Pneumatici larghi e assetti ribassati oggi sono comuni su molte auto: questo fatto riduce gli spazi liberi all’interno dei parafanghi.

Più precisamente la distanza tra la ruota e il passa ruota o la sospensione della vettura è troppo poco e la catena non passerebbe, per esempio quando si sterza del tutto, la gomma andrebbe a strisciare contro la carrozzeria interna o all’ammortizzatore; di fatto l’auto diventa ”non catenabile”.

Per capire se la propria vettura può montare o no le catene da neve è sufficiente consultare il libretto uso e manutenzione dove a volte viene anche indicato lo spessore massimo delle maglie delle catene.

Se sul libretto di uso e manutenzione è riportata la dicitura non catenabile le conseguenze sono che in caso di problemi la casa produttrice potrebbe annullare la garanzia oppure che in caso di incidente con catene montate l’assicurazione potrebbe creare problemi.
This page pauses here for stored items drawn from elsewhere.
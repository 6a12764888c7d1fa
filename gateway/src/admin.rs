//! The four admin operations, per spec.md §4.9 "Admin surface", wired over
//! §4.3's `AuditStore` operations. Authorization is explicitly out of scope
//! per spec.md §1 ("any administrative UI"; "out of scope how" in §4.9) —
//! `require_admin_auth` is the injectable seam where a real implementation
//! would plug in, grounded on the teacher's `SecurityCtxExtractor` + guard
//! layering (`common/security/src/context.rs`, `guards.rs`) without pulling
//! in tenant/JWT semantics that don't apply to this gateway.

use crate::app_state::AppState;
use crate::audit::AuditFilter;
use axum::{
    extract::{Path, Query, Request, State},
    http::header,
    middleware::Next,
    response::{IntoResponse, Response},
    Json,
};
use chrono::{DateTime, Utc};
use gateway_http_errors::ApiError;
use serde::Deserialize;

/// Bearer-token gate in front of every `/admin/*` route. Real deployments
/// are expected to front this with their own operator-authorization layer
/// (SSO, mTLS, an internal gateway); this is the minimal seam so the admin
/// routes are never wide open by default. Disabled (permissive) only when
/// no token is configured, which is flagged loudly at startup.
pub async fn require_admin_auth(
    State(state): State<AppState>,
    request: Request,
    next: Next,
) -> Response {
    let Some(expected) = state.config.admin_token.as_deref() else {
        return next.run(request).await;
    };

    let presented = request
        .headers()
        .get(header::AUTHORIZATION)
        .and_then(|v| v.to_str().ok())
        .and_then(|v| v.strip_prefix("Bearer "));

    match presented {
        Some(token) if token == expected => next.run(request).await,
        _ => ApiError::NotFound { request_id: None }.into_response(),
    }
}

#[derive(Debug, Deserialize)]
pub struct AuditLogQuery {
    pub since: Option<DateTime<Utc>>,
    pub until: Option<DateTime<Utc>>,
    pub caller_fingerprint: Option<String>,
    pub is_blocked: Option<bool>,
    pub response_status: Option<i32>,
    #[serde(default)]
    pub limit: Option<i64>,
    #[serde(default)]
    pub offset: Option<i64>,
}

/// `GET /admin/audit-logs` — query operation, per spec.md §4.3 `query`.
pub async fn list_audit_logs(State(state): State<AppState>, Query(q): Query<AuditLogQuery>) -> Response {
    let filter = AuditFilter {
        since: q.since,
        until: q.until,
        caller_fingerprint: q.caller_fingerprint,
        is_blocked: q.is_blocked,
        response_status: q.response_status,
        limit: q.limit.unwrap_or(100),
        offset: q.offset.unwrap_or(0),
    };

    match state.audit_store.query(filter).await {
        Ok(rows) => Json(serde_json::json!({ "entries": rows.len(), "rows": rows })).into_response(),
        Err(err) => ApiError::Internal { request_id: None, message: err.to_string() }.into_response(),
    }
}

#[derive(Debug, Deserialize)]
pub struct AuditStatsQuery {
    pub since: DateTime<Utc>,
    pub until: DateTime<Utc>,
}

/// `GET /admin/audit-stats` — stats operation, per spec.md §4.3 `statsOver`.
pub async fn audit_stats(State(state): State<AppState>, Query(q): Query<AuditStatsQuery>) -> Response {
    match state.audit_store.stats_over(q.since, q.until).await {
        Ok(stats) => Json(stats).into_response(),
        Err(err) => ApiError::Internal { request_id: None, message: err.to_string() }.into_response(),
    }
}

/// `DELETE /admin/audit-logs/client/:fingerprint` — erasure operation, per
/// spec.md §4.3 `eraseByCaller` / §8 scenario 5.
pub async fn erase_by_caller(State(state): State<AppState>, Path(fingerprint): Path<String>) -> Response {
    match state.audit_store.erase_by_caller(&fingerprint).await {
        Ok(deleted) => Json(serde_json::json!({
            "deleted_count": deleted,
            "client_ip_hash": fingerprint,
        }))
        .into_response(),
        Err(err) => ApiError::Internal { request_id: None, message: err.to_string() }.into_response(),
    }
}

/// `POST /admin/audit-logs/cleanup` — retention sweep, per spec.md §4.3
/// `sweepExpired` / §8 scenario 6. Intended to be invoked by an external
/// scheduler; the gateway runs no cron of its own.
pub async fn cleanup_expired(State(state): State<AppState>) -> Response {
    match state.audit_store.sweep_expired().await {
        Ok(deleted) => Json(serde_json::json!({ "deleted_count": deleted })).into_response(),
        Err(err) => ApiError::Internal { request_id: None, message: err.to_string() }.into_response(),
    }
}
Il libretto uso e manutenzione dell’auto, in base all’attuale direttiva-quadro sulle omologazioni delle autovetture (la 2007/46, recepita in Italia col Dm Trasporti del 28 aprile 2008), ha acquisito valore legale. Dunque, per i modelli omologati da quando è in vigore questa direttiva, non conta il fatto che la carta di circolazione non contenga alcuna indicazione riguardo alle catene.

Come alternativa alle catene ci sono i “ragni” che si possono sempre usare, visto che non sporgono all’interno della ruota e lasciano solo un ferro ogni 10 cm circa, sul battistrada.